- **WHAT TO DO**
Could you return the whole listing, character for character?

........

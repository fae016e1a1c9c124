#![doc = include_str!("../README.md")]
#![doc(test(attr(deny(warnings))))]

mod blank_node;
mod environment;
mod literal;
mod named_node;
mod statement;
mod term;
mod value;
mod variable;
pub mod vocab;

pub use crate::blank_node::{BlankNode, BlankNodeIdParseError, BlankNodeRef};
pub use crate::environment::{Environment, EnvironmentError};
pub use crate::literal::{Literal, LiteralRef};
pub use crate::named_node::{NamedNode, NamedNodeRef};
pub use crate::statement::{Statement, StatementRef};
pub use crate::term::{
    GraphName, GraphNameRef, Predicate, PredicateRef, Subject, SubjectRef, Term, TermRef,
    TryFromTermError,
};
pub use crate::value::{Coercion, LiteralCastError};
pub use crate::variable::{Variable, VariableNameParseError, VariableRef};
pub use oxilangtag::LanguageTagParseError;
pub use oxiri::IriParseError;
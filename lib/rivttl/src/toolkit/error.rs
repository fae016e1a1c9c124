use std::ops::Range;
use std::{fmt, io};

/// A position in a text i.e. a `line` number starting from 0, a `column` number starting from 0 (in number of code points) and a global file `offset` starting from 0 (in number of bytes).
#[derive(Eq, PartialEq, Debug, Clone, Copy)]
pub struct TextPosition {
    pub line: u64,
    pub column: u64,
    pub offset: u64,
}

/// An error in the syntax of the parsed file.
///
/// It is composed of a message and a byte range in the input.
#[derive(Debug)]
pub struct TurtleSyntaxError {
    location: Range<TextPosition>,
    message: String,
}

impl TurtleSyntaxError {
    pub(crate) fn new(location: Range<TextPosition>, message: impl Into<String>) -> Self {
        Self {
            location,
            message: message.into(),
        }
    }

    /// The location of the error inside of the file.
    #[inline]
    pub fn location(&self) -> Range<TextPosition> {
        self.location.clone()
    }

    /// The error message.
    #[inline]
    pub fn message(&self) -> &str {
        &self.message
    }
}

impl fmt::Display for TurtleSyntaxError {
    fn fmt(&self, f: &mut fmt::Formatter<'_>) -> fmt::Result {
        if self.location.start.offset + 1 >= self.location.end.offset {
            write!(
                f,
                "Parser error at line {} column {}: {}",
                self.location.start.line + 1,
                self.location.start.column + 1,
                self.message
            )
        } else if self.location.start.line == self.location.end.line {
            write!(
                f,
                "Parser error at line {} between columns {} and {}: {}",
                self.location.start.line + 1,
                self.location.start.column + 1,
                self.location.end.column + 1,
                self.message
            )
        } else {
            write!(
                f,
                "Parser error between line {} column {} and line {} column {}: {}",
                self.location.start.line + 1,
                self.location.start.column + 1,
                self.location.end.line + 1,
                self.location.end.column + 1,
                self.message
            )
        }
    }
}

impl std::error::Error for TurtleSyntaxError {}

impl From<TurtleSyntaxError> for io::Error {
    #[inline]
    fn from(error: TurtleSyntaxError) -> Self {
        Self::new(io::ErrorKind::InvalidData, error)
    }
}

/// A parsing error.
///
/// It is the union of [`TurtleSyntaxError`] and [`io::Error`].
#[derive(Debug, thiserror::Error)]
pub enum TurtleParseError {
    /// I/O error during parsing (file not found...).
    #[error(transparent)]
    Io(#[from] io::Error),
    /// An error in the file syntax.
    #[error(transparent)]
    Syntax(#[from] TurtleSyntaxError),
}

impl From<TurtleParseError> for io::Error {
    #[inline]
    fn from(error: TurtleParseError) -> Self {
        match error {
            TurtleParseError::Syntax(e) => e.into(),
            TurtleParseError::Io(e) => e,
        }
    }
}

........

- **OUTPUT OF THE EXERCISE**
repository fae016e1a1c9c124
#![doc = include_str!("../README.md")]
#![doc(test(attr(deny(warnings))))]

mod blank_node;
mod environment;
mod literal;
mod named_node;
mod statement;
mod term;
mod value;
mod variable;
pub mod vocab;

pub use crate::blank_node::{BlankNode, BlankNodeIdParseError, BlankNodeRef};
pub use crate::environment::{Environment, EnvironmentError};
pub use crate::literal::{Literal, LiteralRef};
pub use crate::named_node::{NamedNode, NamedNodeRef};
pub use crate::statement::{Statement, StatementRef};
pub use crate::term::{
    GraphName, GraphNameRef, Predicate, PredicateRef, Subject, SubjectRef, Term, TermRef,
    TryFromTermError,
};
pub use crate::value::{Coercion, LiteralCastError};
pub use crate::variable::{Variable, VariableNameParseError, VariableRef};
pub use oxilangtag::LanguageTagParseError;
pub use oxiri::IriParseError;
filename lib/rivttl/src/toolkit/error.rs
repository fae016e1a1c9c124
use std::ops::Range;
use std::{fmt, io};

/// A position in a text i.e. a `line` number starting from 0, a `column` number starting from 0 (in number of code points) and a global file `offset` starting from 0 (in number of bytes).
#[derive(Eq, PartialEq, Debug, Clone, Copy)]
pub struct TextPosition {
    pub line: u64,
    pub column: u64,
    pub offset: u64,
}

/// An error in the syntax of the parsed file.
///
/// It is composed of a message and a byte range in the input.
#[derive(Debug)]
pub struct TurtleSyntaxError {
    location: Range<TextPosition>,
    message: String,
}

impl TurtleSyntaxError {
    pub(crate) fn new(location: Range<TextPosition>, message: impl Into<String>) -> Self {
        Self {
            location,
            message: message.into(),
        }
    }

    /// The location of the error inside of the file.
    #[inline]
    pub fn location(&self) -> Range<TextPosition> {
        self.location.clone()
    }

    /// The error message.
    #[inline]
    pub fn message(&self) -> &str {
        &self.message
    }
}

impl fmt::Display for TurtleSyntaxError {
    fn fmt(&self, f: &mut fmt::Formatter<'_>) -> fmt::Result {
        if self.location.start.offset + 1 >= self.location.end.offset {
            write!(
                f,
                "Parser error at line {} column {}: {}",
                self.location.start.line + 1,
                self.location.start.column + 1,
                self.message
            )
        } else if self.location.start.line == self.location.end.line {
            write!(
                f,
                "Parser error at line {} between columns {} and {}: {}",
                self.location.start.line + 1,
                self.location.start.column + 1,
                self.location.end.column + 1,
                self.message
            )
        } else {
            write!(
                f,
                "Parser error between line {} column {} and line {} column {}: {}",
                self.location.start.line + 1,
                self.location.start.column + 1,
                self.location.end.line + 1,
                self.location.end.column + 1,
                self.message
            )
        }
    }
}

impl std::error::Error for TurtleSyntaxError {}

impl From<TurtleSyntaxError> for io::Error {
    #[inline]
    fn from(error: TurtleSyntaxError) -> Self {
        Self::new(io::ErrorKind::InvalidData, error)
    }
}

/// A parsing error.
///
/// It is the union of [`TurtleSyntaxError`] and [`io::Error`].
#[derive(Debug, thiserror::Error)]
pub enum TurtleParseError {
    /// I/O error during parsing (file not found...).
    #[error(transparent)]
    Io(#[from] io::Error),
    /// An error in the file syntax.
    #[error(transparent)]
    Syntax(#[from] TurtleSyntaxError),
}

impl From<TurtleParseError> for io::Error {
    #[inline]
    fn from(error: TurtleParseError) -> Self {
        match error {
            TurtleParseError::Syntax(e) => e.into(),
            TurtleParseError::Io(e) => e,
        }
    }
}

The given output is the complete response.